A microscopic theory of Anderson localization of electrons in random lattices

TL;DR

This paper develops a microscopic theory for Anderson localization of electrons in disordered lattices, unifying metallic and localized phases and providing a framework for analyzing critical behavior at the mobility edge.

Contribution

It introduces a comprehensive microscopic model that describes both diffusive and localized electron regimes, including a mean-field approximation for two-particle interactions.

Findings

Derived a local approximation for two-particle irreducible vertices.

Analyzed dynamic properties and critical behavior at the mobility edge.

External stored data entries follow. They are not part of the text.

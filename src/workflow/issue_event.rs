use serde::Serialize;
use tracing::info;

use crate::context::AppContext;
use crate::domain::event::{IssueEvent, Repository};
use crate::error::AppResult;
use crate::services::ApiCall;
use crate::workflow::locator::TicketLocator;

/// Status code the helpdesk uses for "Closed".
pub const CLOSED_STATUS: u8 = 4;

const FIXED_LABEL_PREFIX: &str = "fixed";

#[derive(Debug, Clone, PartialEq, Eq)]
pub enum EventOutcome {
    NotePosted { tickets: usize },
    TicketsClosed { tickets: usize },
    Skipped,
}

pub fn is_fixed_label(label: &str) -> bool {
    label
        .get(..FIXED_LABEL_PREFIX.len())
        .is_some_and(|prefix| prefix.eq_ignore_ascii_case(FIXED_LABEL_PREFIX))
}

pub fn note_body(repo: &Repository, issue_number: u64, label: &str) -> String {
    format!(
        "Github issue {}#{issue_number} has been marked as {label}.",
        repo.full_name
    )
}

pub async fn dispatch(ctx: &AppContext, event: &IssueEvent) -> AppResult<EventOutcome> {
    match event {
        IssueEvent::Labeled {
            number,
            repository,
            label,
        } => handle_labeled(ctx, *number, repository, label).await,
        IssueEvent::Closed { number, repository } => {
            handle_closed(ctx, *number, repository).await
        }
        IssueEvent::Ignored { .. } => Ok(EventOutcome::Skipped),
    }
}

pub async fn handle_labeled(
    ctx: &AppContext,
    issue_number: u64,
    repo: &Repository,
    label: &str,
) -> AppResult<EventOutcome> {
    if !is_fixed_label(label) {
        return Ok(EventOutcome::Skipped);
    }

    let helpdesk = ctx.helpdesk.as_ref();
    let request = serde_json::to_string(&NoteRequest {
        helpdesk_note: Note {
            body: &note_body(repo, issue_number, label),
            private: false,
        },
    })?;
    let request = request.as_str();

    let mut tickets = 0;
    TicketLocator::new(ctx)
        .for_each_ticket_for_issue(issue_number, repo, |located| {
            tickets += 1;
            async move {
                info!(ticket = %located.display_id, issue = issue_number, "posting note");
                helpdesk
                    .call(ApiCall::post(
                        format!("tickets/{}/conversations/note", located.display_id),
                        request.to_string(),
                    ))
                    .await
                    .map(|_| ())
            }
        })
        .await?;

    Ok(EventOutcome::NotePosted { tickets })
}

pub async fn handle_closed(
    ctx: &AppContext,
    issue_number: u64,
    repo: &Repository,
) -> AppResult<EventOutcome> {
    let helpdesk = ctx.helpdesk.as_ref();
    let request = serde_json::to_string(&StatusUpdateRequest {
        helpdesk_ticket: StatusUpdate {
            status: CLOSED_STATUS,
        },
    })?;
    let request = request.as_str();

    let mut tickets = 0;
    TicketLocator::new(ctx)
        .for_each_ticket_for_issue(issue_number, repo, |located| {
            tickets += 1;
            async move {
                info!(ticket = %located.display_id, issue = issue_number, "closing ticket");
                helpdesk
                    .call(ApiCall::put(
                        format!("tickets/{}", located.display_id),
                        request.to_string(),
                    ))
                    .await
                    .map(|_| ())
            }
        })
        .await?;

    Ok(EventOutcome::TicketsClosed { tickets })
}

#[derive(Serialize)]
struct NoteRequest<'a> {
    helpdesk_note: Note<'a>,
}

#[derive(Serialize)]
struct Note<'a> {
    body: &'a str,
    private: bool,
}

#[derive(Serialize)]
struct StatusUpdateRequest {
    helpdesk_ticket: StatusUpdate,
}

#[derive(Serialize)]
struct StatusUpdate {
    status: u8,
}

#[cfg(test)]
mod tests {
    use std::sync::Arc;

    use serde_json::json;

    use super::*;
    use crate::error::AppError;
    use crate::services::CallMethod;
    use crate::test_support::{StubHelpdesk, context_with, settings_with_field, ticket};

    fn repo() -> Repository {
        Repository {
            full_name: "org/app".to_string(),
            name: "app".to_string(),
        }
    }

    #[test]
    fn recognises_fixed_labels_case_insensitively() {
        for label in ["fixed", "Fixed", "FIXED in 2.1", "fixed-won't-fix"] {
            assert!(is_fixed_label(label), "{label} should match");
        }
        for label in ["wontfix", "in-progress", "fix", "not fixed", ""] {
            assert!(!is_fixed_label(label), "{label} should not match");
        }
    }

    #[tokio::test]
    async fn fixed_label_posts_public_note_to_each_matching_ticket() {
        let stub = Arc::new(StubHelpdesk::with_pages(vec![
            json!([ticket(10, "issue", json!("7")), ticket(11, "issue", json!("8"))]),
            json!([ticket(12, "issue", json!(7))]),
        ]));
        let ctx = context_with(settings_with_field("issue"), stub.clone());

        let outcome = handle_labeled(&ctx, 7, &repo(), "Fixed")
            .await
            .expect("labeled");
        assert_eq!(outcome, EventOutcome::NotePosted { tickets: 2 });

        let mutations = stub.mutations();
        assert_eq!(mutations.len(), 2);
        assert_eq!(mutations[0].action, "tickets/10/conversations/note");
        assert_eq!(mutations[1].action, "tickets/12/conversations/note");
        assert!(mutations.iter().all(|call| call.method() == CallMethod::Post));

        let body: serde_json::Value =
            serde_json::from_str(mutations[0].body.as_deref().expect("body")).expect("json body");
        assert_eq!(
            body,
            json!({"helpdesk_note": {
                "body": "Github issue org/app#7 has been marked as Fixed.",
                "private": false
            }})
        );
    }

    #[tokio::test]
    async fn other_labels_make_no_calls() {
        for label in ["wontfix", "in-progress"] {
            let stub = Arc::new(StubHelpdesk::with_pages(vec![json!([ticket(
                1,
                "issue",
                json!("7")
            )])]));
            let ctx = context_with(settings_with_field("issue"), stub.clone());

            let outcome = handle_labeled(&ctx, 7, &repo(), label)
                .await
                .expect("labeled");
            assert_eq!(outcome, EventOutcome::Skipped);
            assert!(stub.calls().is_empty(), "{label} triggered calls");
        }
    }

    #[tokio::test]
    async fn closed_puts_closed_status_on_matching_tickets() {
        let stub = Arc::new(StubHelpdesk::with_pages(vec![json!([
            ticket(3, "issue", json!("42")),
            ticket(4, "issue", json!("41")),
        ])]));
        let ctx = context_with(settings_with_field("issue"), stub.clone());

        let outcome = handle_closed(&ctx, 42, &repo()).await.expect("closed");
        assert_eq!(outcome, EventOutcome::TicketsClosed { tickets: 1 });

        let mutations = stub.mutations();
        assert_eq!(mutations.len(), 1);
        assert_eq!(mutations[0].action, "tickets/3");
        assert_eq!(mutations[0].method(), CallMethod::Put);
        assert_eq!(
            mutations[0].body.as_deref(),
            Some(r#"{"helpdesk_ticket":{"status":4}}"#)
        );
    }

    #[tokio::test]
    async fn mutation_failure_aborts_remaining_tickets() {
        let stub = Arc::new(
            StubHelpdesk::with_pages(vec![
                json!([ticket(3, "issue", json!("42")), ticket(4, "issue", json!("42"))]),
                json!([ticket(5, "issue", json!("42"))]),
            ])
            .failing_mutations("500"),
        );
        let ctx = context_with(settings_with_field("issue"), stub.clone());

        let err = handle_closed(&ctx, 42, &repo())
            .await
            .expect_err("failure propagates");
        assert!(matches!(err, AppError::HelpdeskStatus { ref status, .. } if status == "500"));
        assert_eq!(stub.mutations().len(), 1);
        assert_eq!(stub.requested_pages(), vec!["1"]);
    }

    #[tokio::test]
    async fn ignored_actions_are_skipped() {
        let stub = Arc::new(StubHelpdesk::with_pages(vec![]));
        let ctx = context_with(settings_with_field("issue"), stub.clone());

        let outcome = dispatch(
            &ctx,
            &IssueEvent::Ignored {
                action: "reopened".to_string(),
            },
        )
        .await
        .expect("dispatch");
        assert_eq!(outcome, EventOutcome::Skipped);
        assert!(stub.calls().is_empty());
    }
}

Identified a new instability line for electron-hole correlations in the metallic phase.

Abstract

The existence of Anderson localization, characterized by vanishing diffusion due to strong disorder, has been demonstrated in numerous ways. A systematic approach based on the Anderson quantum model of the Fermi gas in random lattices that can describe both diffusive and localized regimes has not yet been fully established. We build on a recent publication \cite{Janis:2025ab} and present a microscopic theory of disordered electrons that covers both the metallic phase with extended Bloch waves and the localized phase, where a propagating particle forms a quantum bound state with the hole left behind at the origin. The general theory provides a framework for constructing controlled approximations to one- and two-particle Green functions that satisfy the necessary conservation laws and causality requirements across the full range of disorder strength. It is used explicitly to derive a local, mean-field-like approximation for the two-particle irreducible vertices, enabling quantitative analysis of the solution's dynamic properties in both metallic and localized phases, including critical behavior at the mobility edge. A new instability line for the dynamical electron-hole correlation function of the metallic phase is introduced.